→ **Your objective**:
Return the exact lines from the one containing "one atomic commit." through the final line of the material below, with both ends kept.
::: Information
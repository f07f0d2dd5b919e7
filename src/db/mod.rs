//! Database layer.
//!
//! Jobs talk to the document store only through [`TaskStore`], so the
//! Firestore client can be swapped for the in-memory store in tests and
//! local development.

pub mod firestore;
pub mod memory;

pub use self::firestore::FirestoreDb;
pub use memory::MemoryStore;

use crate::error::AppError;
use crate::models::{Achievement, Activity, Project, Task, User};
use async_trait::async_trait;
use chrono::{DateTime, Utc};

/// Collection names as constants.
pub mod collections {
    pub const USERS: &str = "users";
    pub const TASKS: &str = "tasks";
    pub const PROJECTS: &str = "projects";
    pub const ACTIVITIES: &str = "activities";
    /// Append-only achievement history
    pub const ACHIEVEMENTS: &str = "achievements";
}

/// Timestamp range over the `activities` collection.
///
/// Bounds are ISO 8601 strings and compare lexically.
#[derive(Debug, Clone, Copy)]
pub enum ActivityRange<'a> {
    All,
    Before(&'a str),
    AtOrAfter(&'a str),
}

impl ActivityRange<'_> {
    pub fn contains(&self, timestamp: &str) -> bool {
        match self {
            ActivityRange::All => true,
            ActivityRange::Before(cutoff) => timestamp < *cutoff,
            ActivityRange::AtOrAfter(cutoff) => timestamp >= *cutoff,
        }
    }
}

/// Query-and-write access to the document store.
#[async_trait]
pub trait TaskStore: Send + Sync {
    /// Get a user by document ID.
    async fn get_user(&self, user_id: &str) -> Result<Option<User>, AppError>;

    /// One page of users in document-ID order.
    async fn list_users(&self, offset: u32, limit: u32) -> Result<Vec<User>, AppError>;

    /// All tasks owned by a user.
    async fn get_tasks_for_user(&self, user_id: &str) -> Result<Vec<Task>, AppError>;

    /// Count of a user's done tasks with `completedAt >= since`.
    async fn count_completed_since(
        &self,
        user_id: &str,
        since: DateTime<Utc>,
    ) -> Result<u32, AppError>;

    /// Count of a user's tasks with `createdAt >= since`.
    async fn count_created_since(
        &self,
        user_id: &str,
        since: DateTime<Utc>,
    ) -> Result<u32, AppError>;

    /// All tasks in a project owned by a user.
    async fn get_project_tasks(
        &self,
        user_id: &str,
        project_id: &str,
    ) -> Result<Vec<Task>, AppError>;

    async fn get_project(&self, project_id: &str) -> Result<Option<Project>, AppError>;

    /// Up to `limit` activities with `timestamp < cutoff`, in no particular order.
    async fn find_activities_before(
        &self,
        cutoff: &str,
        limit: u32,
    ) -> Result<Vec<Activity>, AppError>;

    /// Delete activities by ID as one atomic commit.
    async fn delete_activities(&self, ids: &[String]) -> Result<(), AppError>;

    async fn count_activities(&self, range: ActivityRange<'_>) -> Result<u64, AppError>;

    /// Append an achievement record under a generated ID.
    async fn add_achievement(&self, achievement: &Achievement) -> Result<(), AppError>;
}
::::::
→ **Exercise response**:
    /// Delete activities by ID as one atomic commit.
    async fn delete_activities(&self, ids: &[String]) -> Result<(), AppError>;

    async fn count_activities(&self, range: ActivityRange<'_>) -> Result<u64, AppError>;

    /// Append an achievement record under a generated ID.
    async fn add_achievement(&self, achievement: &Achievement) -> Result<(), AppError>;
}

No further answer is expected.